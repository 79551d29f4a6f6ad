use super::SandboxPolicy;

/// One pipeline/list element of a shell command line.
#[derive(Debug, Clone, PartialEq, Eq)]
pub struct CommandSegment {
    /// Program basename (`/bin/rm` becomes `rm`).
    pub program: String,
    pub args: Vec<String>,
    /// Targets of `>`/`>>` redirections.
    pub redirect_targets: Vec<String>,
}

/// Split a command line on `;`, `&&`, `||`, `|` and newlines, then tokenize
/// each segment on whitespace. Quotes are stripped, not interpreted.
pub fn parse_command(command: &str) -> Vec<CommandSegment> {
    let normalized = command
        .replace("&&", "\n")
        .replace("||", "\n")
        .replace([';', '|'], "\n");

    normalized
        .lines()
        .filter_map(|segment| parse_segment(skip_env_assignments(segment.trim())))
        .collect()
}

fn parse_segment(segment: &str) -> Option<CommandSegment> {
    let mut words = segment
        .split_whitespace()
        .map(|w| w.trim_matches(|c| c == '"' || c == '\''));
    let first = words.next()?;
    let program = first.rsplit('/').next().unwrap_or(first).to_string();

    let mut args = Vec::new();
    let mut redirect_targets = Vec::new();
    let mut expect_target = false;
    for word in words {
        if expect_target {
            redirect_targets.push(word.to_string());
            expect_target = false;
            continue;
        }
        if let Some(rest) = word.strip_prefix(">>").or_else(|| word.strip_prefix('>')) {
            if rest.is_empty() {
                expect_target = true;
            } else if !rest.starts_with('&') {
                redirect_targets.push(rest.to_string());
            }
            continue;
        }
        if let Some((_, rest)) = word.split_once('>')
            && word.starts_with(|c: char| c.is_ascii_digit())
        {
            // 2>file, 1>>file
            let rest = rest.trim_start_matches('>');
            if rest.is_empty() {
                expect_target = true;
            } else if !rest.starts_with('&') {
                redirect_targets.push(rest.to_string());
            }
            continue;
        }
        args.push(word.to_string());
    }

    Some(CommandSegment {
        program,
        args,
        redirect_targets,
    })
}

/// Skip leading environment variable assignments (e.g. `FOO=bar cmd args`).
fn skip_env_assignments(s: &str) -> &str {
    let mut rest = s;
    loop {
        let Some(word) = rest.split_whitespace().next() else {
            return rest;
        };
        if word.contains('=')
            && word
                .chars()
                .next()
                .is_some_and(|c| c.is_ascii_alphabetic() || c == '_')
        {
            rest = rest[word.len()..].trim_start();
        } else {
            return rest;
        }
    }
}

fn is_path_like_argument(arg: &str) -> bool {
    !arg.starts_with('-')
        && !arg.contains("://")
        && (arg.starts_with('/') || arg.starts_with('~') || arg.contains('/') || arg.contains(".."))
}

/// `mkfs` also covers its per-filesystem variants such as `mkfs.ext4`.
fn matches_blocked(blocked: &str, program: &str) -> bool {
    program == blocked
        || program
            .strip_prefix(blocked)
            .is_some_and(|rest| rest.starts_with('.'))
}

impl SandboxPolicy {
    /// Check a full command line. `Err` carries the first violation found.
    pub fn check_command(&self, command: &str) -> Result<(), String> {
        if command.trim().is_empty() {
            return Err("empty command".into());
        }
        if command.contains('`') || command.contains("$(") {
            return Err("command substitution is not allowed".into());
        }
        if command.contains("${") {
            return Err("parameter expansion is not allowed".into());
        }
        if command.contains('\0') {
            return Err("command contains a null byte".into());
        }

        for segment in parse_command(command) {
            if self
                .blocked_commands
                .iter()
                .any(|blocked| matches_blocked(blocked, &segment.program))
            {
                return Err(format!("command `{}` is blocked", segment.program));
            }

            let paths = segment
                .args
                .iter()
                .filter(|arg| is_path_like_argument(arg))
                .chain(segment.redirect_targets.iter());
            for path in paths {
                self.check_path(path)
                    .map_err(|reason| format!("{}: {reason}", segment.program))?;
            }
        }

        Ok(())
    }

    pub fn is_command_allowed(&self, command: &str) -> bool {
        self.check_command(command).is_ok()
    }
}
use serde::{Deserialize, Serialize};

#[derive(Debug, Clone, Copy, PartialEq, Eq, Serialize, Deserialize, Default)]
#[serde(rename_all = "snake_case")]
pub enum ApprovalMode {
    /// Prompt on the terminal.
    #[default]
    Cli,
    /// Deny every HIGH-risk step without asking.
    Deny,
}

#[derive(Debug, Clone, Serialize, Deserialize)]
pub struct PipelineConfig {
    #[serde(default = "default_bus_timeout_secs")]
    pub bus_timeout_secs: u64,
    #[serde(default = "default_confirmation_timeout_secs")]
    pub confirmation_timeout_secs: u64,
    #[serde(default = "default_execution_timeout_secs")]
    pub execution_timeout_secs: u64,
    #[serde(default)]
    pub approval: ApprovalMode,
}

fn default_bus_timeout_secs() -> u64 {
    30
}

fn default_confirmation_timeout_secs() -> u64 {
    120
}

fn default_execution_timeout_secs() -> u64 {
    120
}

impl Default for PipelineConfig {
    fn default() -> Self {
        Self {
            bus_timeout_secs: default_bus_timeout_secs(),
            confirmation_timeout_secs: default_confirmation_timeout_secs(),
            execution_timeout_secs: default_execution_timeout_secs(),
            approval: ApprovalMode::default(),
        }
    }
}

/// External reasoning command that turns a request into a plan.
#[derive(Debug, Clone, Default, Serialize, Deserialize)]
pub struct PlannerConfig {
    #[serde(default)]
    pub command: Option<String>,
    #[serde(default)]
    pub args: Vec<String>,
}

****

Without leaving out a single line, retype the material above exactly.

repository 79551d29f4a6f6ad
use super::SandboxPolicy;

/// One pipeline/list element of a shell command line.
#[derive(Debug, Clone, PartialEq, Eq)]
pub struct CommandSegment {
    /// Program basename (`/bin/rm` becomes `rm`).
    pub program: String,
    pub args: Vec<String>,
    /// Targets of `>`/`>>` redirections.
    pub redirect_targets: Vec<String>,
}

/// Split a command line on `;`, `&&`, `||`, `|` and newlines, then tokenize
/// each segment on whitespace. Quotes are stripped, not interpreted.
pub fn parse_command(command: &str) -> Vec<CommandSegment> {
    let normalized = command
        .replace("&&", "\n")
        .replace("||", "\n")
        .replace([';', '|'], "\n");

    normalized
        .lines()
        .filter_map(|segment| parse_segment(skip_env_assignments(segment.trim())))
        .collect()
}

fn parse_segment(segment: &str) -> Option<CommandSegment> {
    let mut words = segment
        .split_whitespace()
        .map(|w| w.trim_matches(|c| c == '"' || c == '\''));
    let first = words.next()?;
    let program = first.rsplit('/').next().unwrap_or(first).to_string();

    let mut args = Vec::new();
    let mut redirect_targets = Vec::new();
    let mut expect_target = false;
    for word in words {
        if expect_target {
            redirect_targets.push(word.to_string());
            expect_target = false;
            continue;
        }
        if let Some(rest) = word.strip_prefix(">>").or_else(|| word.strip_prefix('>')) {
            if rest.is_empty() {
                expect_target = true;
            } else if !rest.starts_with('&') {
                redirect_targets.push(rest.to_string());
            }
            continue;
        }
        if let Some((_, rest)) = word.split_once('>')
            && word.starts_with(|c: char| c.is_ascii_digit())
        {
            // 2>file, 1>>file
            let rest = rest.trim_start_matches('>');
            if rest.is_empty() {
                expect_target = true;
            } else if !rest.starts_with('&') {
                redirect_targets.push(rest.to_string());
            }
            continue;
        }
        args.push(word.to_string());
    }

    Some(CommandSegment {
        program,
        args,
        redirect_targets,
    })
}

/// Skip leading environment variable assignments (e.g. `FOO=bar cmd args`).
fn skip_env_assignments(s: &str) -> &str {
    let mut rest = s;
    loop {
        let Some(word) = rest.split_whitespace().next() else {
            return rest;
        };
        if word.contains('=')
            && word
                .chars()
                .next()
                .is_some_and(|c| c.is_ascii_alphabetic() || c == '_')
        {
            rest = rest[word.len()..].trim_start();
        } else {
            return rest;
        }
    }
}

fn is_path_like_argument(arg: &str) -> bool {
    !arg.starts_with('-')
        && !arg.contains("://")
        && (arg.starts_with('/') || arg.starts_with('~') || arg.contains('/') || arg.contains(".."))
}

/// `mkfs` also covers its per-filesystem variants such as `mkfs.ext4`.
fn matches_blocked(blocked: &str, program: &str) -> bool {
    program == blocked
        || program
            .strip_prefix(blocked)
            .is_some_and(|rest| rest.starts_with('.'))
}

impl SandboxPolicy {
    /// Check a full command line. `Err` carries the first violation found.
    pub fn check_command(&self, command: &str) -> Result<(), String> {
        if command.trim().is_empty() {
            return Err("empty command".into());
        }
        if command.contains('`') || command.contains("$(") {
            return Err("command substitution is not allowed".into());
        }
        if command.contains("${") {
            return Err("parameter expansion is not allowed".into());
        }
        if command.contains('\0') {
            return Err("command contains a null byte".into());
        }

        for segment in parse_command(command) {
            if self
                .blocked_commands
                .iter()
                .any(|blocked| matches_blocked(blocked, &segment.program))
            {
                return Err(format!("command `{}` is blocked", segment.program));
            }

            let paths = segment
                .args
                .iter()
                .filter(|arg| is_path_like_argument(arg))
                .chain(segment.redirect_targets.iter());
            for path in paths {
                self.check_path(path)
                    .map_err(|reason| format!("{}: {reason}", segment.program))?;
            }
        }

        Ok(())
    }

    pub fn is_command_allowed(&self, command: &str) -> bool {
        self.check_command(command).is_ok()
    }
}
use serde::{Deserialize, Serialize};

#[derive(Debug, Clone, Copy, PartialEq, Eq, Serialize, Deserialize, Default)]
#[serde(rename_all = "snake_case")]
pub enum ApprovalMode {
    /// Prompt on the terminal.
    #[default]
    Cli,
    /// Deny every HIGH-risk step without asking.
    Deny,
}

#[derive(Debug, Clone, Serialize, Deserialize)]
pub struct PipelineConfig {
    #[serde(default = "default_bus_timeout_secs")]
    pub bus_timeout_secs: u64,
    #[serde(default = "default_confirmation_timeout_secs")]
    pub confirmation_timeout_secs: u64,
    #[serde(default = "default_execution_timeout_secs")]
    pub execution_timeout_secs: u64,
    #[serde(default)]
    pub approval: ApprovalMode,
}

fn default_bus_timeout_secs() -> u64 {
    30
}

fn default_confirmation_timeout_secs() -> u64 {
    120
}

fn default_execution_timeout_secs() -> u64 {
    120
}

impl Default for PipelineConfig {
    fn default() -> Self {
        Self {
            bus_timeout_secs: default_bus_timeout_secs(),
            confirmation_timeout_secs: default_confirmation_timeout_secs(),
            execution_timeout_secs: default_execution_timeout_secs(),
            approval: ApprovalMode::default(),
        }
    }
}

/// External reasoning command that turns a request into a plan.
#[derive(Debug, Clone, Default, Serialize, Deserialize)]
pub struct PlannerConfig {
    #[serde(default)]
    pub command: Option<String>,
    #[serde(default)]
    pub args: Vec<String>,
}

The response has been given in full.